Active participation of Hsp90 in the biogenesis of the trimeric reovirus cell attachment protein σ1

The reovirus cell attachment protein, sigma 1, is a lollipop-shaped homotrimer with an N-terminal fibrous tail and a C-terminal globular head. Biogenesis of this protein involves two trimerization events: N-terminal trimerization, which occurs cotranslationally and is Hsp70/ATP-independent, and C-terminal trimerization, which occurs posttranslationally and is Hsp70/ATP-dependent. To determine if Hsp90 also plays a role in sigma 1 biogenesis, we analyzed sigma 1 synthesized in rabbit reticulocyte lysate. Coprecipitation experiments using anti-Hsp90 antibodies revealed that Hsp90 was associated with immature sigma 1 trimers (hydra-like intermediates with assembled N-termini and unassembled C termini) but not with mature trimers, The use of truncated sigma 1 further demonstrated that only the C-terminal half of sigma 1 associated with Hsp90. In the presence of the Hsp90 binding drug geldanamycin, N-terminal trimerization proceeded normally, but C-terminal trimerization was blocked.
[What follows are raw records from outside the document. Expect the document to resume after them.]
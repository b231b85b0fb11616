use std::collections::{BTreeMap, HashSet};

use chrono::{DateTime, TimeDelta, Utc};
use serde::Serialize;
use tracing::{debug, info, warn};

use crate::cancel::CancelFlag;
use crate::clock::{Clock, parse_timestamp};
use crate::domain::Item;
use crate::feed::FeedClient;
use crate::store::WatermarkStore;

pub const DEFAULT_BOOTSTRAP_DAYS: i64 = 7;

#[derive(Debug, Clone, Copy, PartialEq, Eq, Default)]
pub enum WatermarkPolicy {
    /// Advance to "now" after every attempt, including failed feed calls.
    #[default]
    Always,
    /// Advance only when the feed call succeeded and none of the query's downloads failed, so
    /// an outage does not narrow the next window.
    OnSuccess,
}

#[derive(Debug, Clone, Copy, PartialEq, Eq)]
pub struct DiscoveryOptions {
    pub bootstrap_window: TimeDelta,
    pub watermark_policy: WatermarkPolicy,
}

impl Default for DiscoveryOptions {
    fn default() -> Self {
        Self {
            bootstrap_window: TimeDelta::days(DEFAULT_BOOTSTRAP_DAYS),
            watermark_policy: WatermarkPolicy::default(),
        }
    }
}

#[derive(Debug, Clone, PartialEq, Eq)]
pub enum Watermark {
    At(DateTime<Utc>),
    Unparseable(String),
}

#[derive(Debug, Clone, PartialEq, Eq)]
pub enum RecencyFilter {
    Bootstrap { cutoff: DateTime<Utc> },
    Incremental(Option<Watermark>),
}

impl RecencyFilter {
    pub fn for_query(
        store: &WatermarkStore,
        query: &str,
        now: DateTime<Utc>,
        options: &DiscoveryOptions,
    ) -> Self {
        if store.first_run() {
            return RecencyFilter::Bootstrap {
                cutoff: now - options.bootstrap_window,
            };
        }
        let watermark = store.watermark(query).map(|raw| match parse_timestamp(raw) {
            Some(at) => Watermark::At(at),
            None => Watermark::Unparseable(raw.to_string()),
        });
        RecencyFilter::Incremental(watermark)
    }

    pub fn keeps(&self, item: &Item) -> bool {
        match self {
            RecencyFilter::Bootstrap { cutoff } => item.published > *cutoff,
            RecencyFilter::Incremental(None) => true,
            RecencyFilter::Incremental(Some(Watermark::At(at))) => item.published > *at,
            // fail open: a duplicate is cheaper than a silently dropped paper
            RecencyFilter::Incremental(Some(Watermark::Unparseable(_))) => true,
        }
    }
}

#[derive(Debug, Clone, Default, Serialize)]
pub struct QueryReport {
    pub query: String,
    pub returned: usize,
    pub already_downloaded: usize,
    pub outside_window: usize,
    pub kept: usize,
    pub error: Option<String>,
}

#[derive(Debug, Clone, Default)]
pub struct Discovery {
    pub planned: Vec<Item>,
    pub watermarks: BTreeMap<String, DateTime<Utc>>,
    pub reports: Vec<QueryReport>,
    pub cross_query_duplicates: usize,
    pub cancelled: bool,
}

impl Discovery {
    pub fn returned(&self) -> usize {
        self.reports.iter().map(|report| report.returned).sum()
    }

    pub fn failed_queries(&self) -> usize {
        self.reports
            .iter()
            .filter(|report| report.error.is_some())
            .count()
    }
}

pub fn discover<F: FeedClient + ?Sized>(
    feed: &F,
    store: &WatermarkStore,
    options: &DiscoveryOptions,
    clock: &dyn Clock,
    cancel: &CancelFlag,
) -> Discovery {
    let mut discovery = Discovery::default();
    let mut survivors: Vec<Item> = Vec::new();
    let cap = store.max_results();

    for query in store.search_queries() {
        if cancel.is_cancelled() {
            info!(query = %query, "stop requested, skipping remaining queries");
            discovery.cancelled = true;
            break;
        }

        let mut report = QueryReport {
            query: query.clone(),
            ..QueryReport::default()
        };
        let filter = RecencyFilter::for_query(store, query, clock.now(), options);
        debug!(query = %query, filter = ?filter, "searching");

        let fetched = match feed.search(query, cap) {
            Ok(items) => Some(items),
            Err(err) => {
                warn!(query = %query, error = %err, "feed request failed");
                report.error = Some(err.to_string());
                None
            }
        };

        if let Some(items) = &fetched {
            report.returned = items.len();
            for item in items {
                if store.is_downloaded(&item.id) {
                    report.already_downloaded += 1;
                    continue;
                }
                if !filter.keeps(item) {
                    report.outside_window += 1;
                    continue;
                }
                report.kept += 1;
                survivors.push(item.clone());
            }
            info!(
                query = %query,
                returned = report.returned,
                kept = report.kept,
                "query checked"
            );
        }

        let advance = match options.watermark_policy {
            WatermarkPolicy::Always => true,
            WatermarkPolicy::OnSuccess => fetched.is_some(),
        };
        if advance {
            discovery.watermarks.insert(query.clone(), clock.now());
        }
        discovery.reports.push(report);
    }

    let mut seen = HashSet::new();
    for item in survivors {
        if seen.insert(item.id.clone()) {
            discovery.planned.push(item);
        } else {
            debug!(
                id = %item.id,
                query = %item.origin_query,
                "already planned by an earlier query"
            );
            discovery.cross_query_duplicates += 1;
        }
    }

    discovery
}

#[cfg(test)]
mod tests {
    use super::*;
    use crate::config::StateFile;
    use camino::Utf8PathBuf;

    fn item(published: DateTime<Utc>) -> Item {
        Item {
            id: "2301.00001".parse().unwrap(),
            title: "T".to_string(),
            authors: Vec::new(),
            summary: String::new(),
            published,
            categories: Vec::new(),
            asset_url: String::new(),
            origin_query: "q".to_string(),
        }
    }

    fn store(first_run: bool, watermark: Option<&str>) -> WatermarkStore {
        let mut state = StateFile {
            search_queries: vec!["q".to_string()],
            first_run,
            ..StateFile::default()
        };
        if let Some(raw) = watermark {
            state
                .query_last_check
                .insert("q".to_string(), raw.to_string());
        }
        WatermarkStore::from_state(Utf8PathBuf::from("unused.json"), state)
    }

    #[test]
    fn bootstrap_uses_cutoff() {
        let now = "2024-06-10T00:00:00Z".parse::<DateTime<Utc>>().unwrap();
        let options = DiscoveryOptions::default();
        let filter = RecencyFilter::for_query(&store(true, None), "q", now, &options);
        assert!(filter.keeps(&item(now - TimeDelta::days(6))));
        assert!(!filter.keeps(&item(now - TimeDelta::days(8))));
    }

    #[test]
    fn incremental_without_watermark_keeps_everything() {
        let now = Utc::now();
        let options = DiscoveryOptions::default();
        let filter = RecencyFilter::for_query(&store(false, None), "q", now, &options);
        assert_eq!(filter, RecencyFilter::Incremental(None));
        assert!(filter.keeps(&item(now - TimeDelta::days(400))));
    }

    #[test]
    fn incremental_with_watermark_is_strict() {
        let at = "2024-06-10T00:00:00Z".parse::<DateTime<Utc>>().unwrap();
        let filter = RecencyFilter::for_query(
            &store(false, Some("2024-06-10T00:00:00Z")),
            "q",
            Utc::now(),
            &DiscoveryOptions::default(),
        );
        assert!(!filter.keeps(&item(at)));
        assert!(filter.keeps(&item(at + TimeDelta::seconds(1))));
    }

    #[test]
    fn unparseable_watermark_fails_open() {
        let filter = RecencyFilter::for_query(
            &store(false, Some("last tuesday")),
            "q",
            Utc::now(),
            &DiscoveryOptions::default(),
        );
        assert_eq!(
            filter,
            RecencyFilter::Incremental(Some(Watermark::Unparseable("last tuesday".to_string())))
        );
        assert!(filter.keeps(&item(Utc::now() - TimeDelta::days(1000))));
    }
}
Geldanamycin did not inhibit the association of Hsp90 with sigma 1 but prevented the subsequent release of Hsp90 from the immature al complex. We also examined the status of p23, an Hsp90-associated co-chaperone. Like Hsp90, p23 only associated with immature sigma 1 trimers, and this association was mapped to the C-terminal half of sigma 1. However, unlike Hsp90, p23 was released from the sigma 1 complex upon the addition of geldanamycin. These results highlight an all-or-none concept of chaperone involvement in different oligomerization domains within a single protein and suggest a possible common usage of chaperones in the regulation of general protein folding and of steroid receptor activation.